Semi-quantitative PCR analysis of expression of Ihh and its signaling associated molecules in glenoid fossae (GF)/eminences from 6-month-old Prg4-null mice (A). IHH protein expression by Immunohistochemistry (B) and Gli-1 expression by in situ hybridization (C) detected at the peripheral region of the osteophytes developing in the glenoid fossa. Sections treated with preimmune chicken IgY served as controls (D). Semi-quantitative PCR analysis of expression of chondrocyte markers in mandibular chondyle and glenoid fossa (GF) (E). Primary gleniod fossa cells were cultured on 24-well plates and stimulated with rhSHH protein (250ng/ml) for 9 days, fixed, and processed for Alkaline phosphatase activity (F; upper panel). Cultures were also counterstained with Hematoxylin to reveal the presence of cells in cultures (F; lower panel). Integrated density of Alkaline phosphatase (APase)-stained cultures was measured by ImageJ (G; n=3, *p <0.05). Untreated cultures served as reference for comparison between groups. The data are expressed in arbitrary units. Histograms depicting rhSHH-dose dependent activation of Alkaline phosphatase (Alp) mRNA (H) and increased Hh-transcriptional targets and chondrocyte maturation marker (I) in day 9 primary gleniod fossa cell culture compared to controls (*p <0.05, **p <0.02). Scale bars: 55 μm in B for B–D. oph, osteophyte.

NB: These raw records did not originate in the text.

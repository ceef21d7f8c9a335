mod cli;
mod config;
mod domain;
mod infra;
mod workflows;

use anyhow::{Context, Result};
use clap::Parser;
use thiserror::Error;

use cli::Cli;
use config::Config;
use domain::models::EpisodeDescriptor;
use infra::fs::MoveError;
use infra::tvdb::TvdbClient;
use workflows::matchers;
use workflows::renamer;
use workflows::resolver::{ConsoleSelector, Resolution, ResolveError, Resolver, SkipReason};

fn main() {
    let cli = Cli::parse();

    if let Err(e) = run(cli) {
        eprintln!("Error: {e}");
        std::process::exit(1);
    }
}

fn run(cli: Cli) -> Result<()> {
    println!("Running renamer...");
    let config = config::load(cli.config.as_deref())?;

    let mut client = TvdbClient::new(config.tvdb.clone());
    client.login().context("TVDB login failed")?;

    println!("Checking for files in {}", config.source_dir.display());
    let file_names = infra::fs::list_video_files(&config.source_dir)
        .with_context(|| format!("failed to list {}", config.source_dir.display()))?;

    let mut found = Vec::new();
    for file_name in &file_names {
        match matchers::parse_filename(file_name) {
            Ok(descriptor) => found.push(descriptor),
            Err(e) => println!("{file_name}: {e}"),
        }
    }
    if found.is_empty() {
        println!("No files found");
        return Ok(());
    }

    let mut resolver = Resolver::new(client, ConsoleSelector);
    for descriptor in &found {
        match process_file(descriptor, &config, &mut resolver, cli.dry_run) {
            Ok(()) => {}
            // A catalog failure poisons every later lookup too, so it ends
            // the batch; everything else is reported and skipped.
            Err(ProcessError::Resolve(ResolveError::Catalog(e))) => return Err(e.into()),
            Err(e) => eprintln!("{}: {e}", descriptor.file_name),
        }
    }

    Ok(())
}

#[derive(Debug, Error)]
enum ProcessError {
    #[error(transparent)]
    Resolve(#[from] ResolveError),
    #[error(transparent)]
    Move(#[from] MoveError),
}

fn process_file(
    descriptor: &EpisodeDescriptor,
    config: &Config,
    resolver: &mut Resolver<TvdbClient, ConsoleSelector>,
    dry_run: bool,
) -> Result<(), ProcessError> {
    let matched = match resolver.resolve(descriptor)? {
        Resolution::Matched(matched) => matched,
        Resolution::Skipped(reason) => {
            report_skip(descriptor, reason);
            return Ok(());
        }
    };

    let new_filename = renamer::generate_filename(descriptor, &matched.episode_title);
    println!("Current: {}", descriptor.file_name);
    println!("New: {new_filename}");

    if dry_run {
        println!(
            "[DRYRUN] Skipping rename from {} to {}",
            descriptor.file_name, new_filename
        );
        return Ok(());
    }

    let target_dir = renamer::target_directory(&config.dest_dir, &matched.series, descriptor.season);
    infra::fs::move_file(
        &config.source_dir,
        &descriptor.file_name,
        &target_dir,
        &new_filename,
    )?;
    println!("Successfully moved.");
    Ok(())
}

fn report_skip(descriptor: &EpisodeDescriptor, reason: SkipReason) {
    match reason {
        SkipReason::NoSeriesMatch => println!("No series matches for {}", descriptor.raw_name),
        SkipReason::Ignored => println!("Ignoring {}", descriptor.raw_name),
        SkipReason::NoEpisodeMatch => println!(
            "No episode found for {} S{}E{}",
            descriptor.raw_name, descriptor.season, descriptor.episode
        ),
    }
}
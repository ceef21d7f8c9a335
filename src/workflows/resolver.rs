use std::collections::HashMap;

use rustyline::DefaultEditor;
use thiserror::Error;

use crate::domain::models::{EpisodeDescriptor, ResolvedMatch, SeriesCandidate};
use crate::infra::tvdb::{Catalog, CatalogError};

#[derive(Debug, Error)]
pub enum ResolveError {
    #[error("Invalid input.")]
    InvalidSelection,
    #[error("failed to read selection: {0}")]
    Prompt(#[from] rustyline::error::ReadlineError),
    #[error(transparent)]
    Catalog(#[from] CatalogError),
}

/// Outcome of matching one descriptor against the catalog.
#[derive(Debug, Clone, PartialEq, Eq)]
pub enum Resolution {
    Matched(ResolvedMatch),
    Skipped(SkipReason),
}

#[derive(Debug, Clone, Copy, PartialEq, Eq)]
pub enum SkipReason {
    NoSeriesMatch,
    NoEpisodeMatch,
    Ignored,
}

/// What the user (or a scripted stand-in) decided for a candidate list.
#[derive(Debug, Clone, Copy, PartialEq, Eq)]
pub enum Selection {
    /// Zero-based index into the candidate list.
    Pick(usize),
    Ignore,
}

/// Strategy seam for disambiguation so batch logic is testable without a
/// terminal.
pub trait CandidateSelector {
    fn select(
        &mut self,
        raw_name: &str,
        candidates: &[SeriesCandidate],
    ) -> Result<Selection, ResolveError>;
}

/// Maps raw prompt input to a choice. Candidates are numbered from 1;
/// empty input picks the first, "i" ignores the file.
pub fn parse_selection(input: &str, candidate_count: usize) -> Result<Selection, ResolveError> {
    let input = input.trim();
    if input.is_empty() {
        return Ok(Selection::Pick(0));
    }
    if input == "i" {
        return Ok(Selection::Ignore);
    }
    let choice: usize = input.parse().map_err(|_| ResolveError::InvalidSelection)?;
    if choice < 1 || choice > candidate_count {
        return Err(ResolveError::InvalidSelection);
    }
    Ok(Selection::Pick(choice - 1))
}

/// Interactive selector backed by the terminal.
pub struct ConsoleSelector;

impl CandidateSelector for ConsoleSelector {
    fn select(
        &mut self,
        raw_name: &str,
        candidates: &[SeriesCandidate],
    ) -> Result<Selection, ResolveError> {
        for (count, candidate) in candidates.iter().enumerate() {
            match candidate.year {
                Some(year) => println!("({}) {} ({})", count + 1, candidate.display_name, year),
                None => println!("({}) {}", count + 1, candidate.display_name),
            }
        }
        let prompt = format!("Select correct series for {raw_name} (\"i\" to ignore): ");
        let input = DefaultEditor::new()?.readline(&prompt)?;
        parse_selection(&input, candidates.len())
    }
}

/// Resolves descriptors against the catalog, remembering the chosen series
/// per raw show name for the rest of the run.
pub struct Resolver<C, S> {
    catalog: C,
    selector: S,
    matches: HashMap<String, SeriesCandidate>,
}

impl<C: Catalog, S: CandidateSelector> Resolver<C, S> {
    pub fn new(catalog: C, selector: S) -> Self {
        Self {
            catalog,
            selector,
            matches: HashMap::new(),
        }
    }

    pub fn resolve(&mut self, descriptor: &EpisodeDescriptor) -> Result<Resolution, ResolveError> {
        let chosen = match self.matches.get(&descriptor.raw_name) {
            Some(previous) => {
                println!(
                    "Using previous match {} for {}",
                    previous.display_name, descriptor.raw_name
                );
                previous.clone()
            }
            None => {
                let candidates = self.catalog.search_series(&descriptor.raw_name)?;
                if candidates.is_empty() {
                    return Ok(Resolution::Skipped(SkipReason::NoSeriesMatch));
                }
                let chosen = if candidates.len() == 1 {
                    candidates[0].clone()
                } else {
                    match self.selector.select(&descriptor.raw_name, &candidates)? {
                        Selection::Pick(index) => candidates[index].clone(),
                        // An ignore answers this file only, so it is not
                        // cached; the next file with this name asks again.
                        Selection::Ignore => return Ok(Resolution::Skipped(SkipReason::Ignored)),
                    }
                };
                self.matches
                    .insert(descriptor.raw_name.clone(), chosen.clone());
                chosen
            }
        };

        let title = match self
            .catalog
            .lookup_episode(chosen.id, descriptor.season, descriptor.episode)?
        {
            Some(title) => title,
            None => return Ok(Resolution::Skipped(SkipReason::NoEpisodeMatch)),
        };

        Ok(Resolution::Matched(ResolvedMatch {
            series: chosen,
            episode_title: title,
        }))
    }
}
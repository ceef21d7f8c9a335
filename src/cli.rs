use clap::Parser;
use std::path::PathBuf;

#[derive(Parser)]
#[command(name = "episode-renamer")]
#[command(about = "Rename and sort TV episode files using information from TheTVDB")]
pub struct Cli {
    /// Instead of moving the files, just display what changes would be made
    #[arg(long)]
    pub dry_run: bool,

    /// Path to an alternate config file
    #[arg(long)]
    pub config: Option<PathBuf>,
}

Figure 7. Inhibition of Hh signaling attenuates Gli-1nLacZ reporter activity in glenoid fossa/eminence tissues and chondrocyte maturation in primary glenoid fossa cells

Glenoid fossa/eminence from 2 month-old-Gli1-nLacZ reporter mice were culture in the presence of HhAntag at indicated concentrations (B, C) or control vehicle (A), processed for whole-mount LacZ staining (A–C) and subsequent sectioning (D, E). Note decreased LacZ activity in the articular cartilage of glenoid fossa/eminence treated with HhAntag vs control (D, E; respectively). Primary glenoid fossa cells were cultured on 24-well plates and treated with HhAntag at indicated concentrations or control vehicle for 9 days, fixed, and processed for Alkaline phosphatase activity (F, top panel) or Alizarin red staining (F, lower panel). Integrated density of Alkaline phosphatase-staining (G) and Alizarin red-staining (H) were quantified by ImageJ (G; n=3, *p <0.05, **p <0.02). Untreated cultures served as reference for comparison between groups. The data are expressed in arbitrary units. Histograms depicting HhAntag-dose dependent decrease of Hh signaling molecules and chondrocyte maturation markers in day 9 primary glenoid fossa cell culture compared to controls (**p <0.02). Scale bars: 2.4 mm in A for A–C; 80 μm in D for D–E. gf, glenoid fossa; zp, zygomatic process; ac, articular cartilage.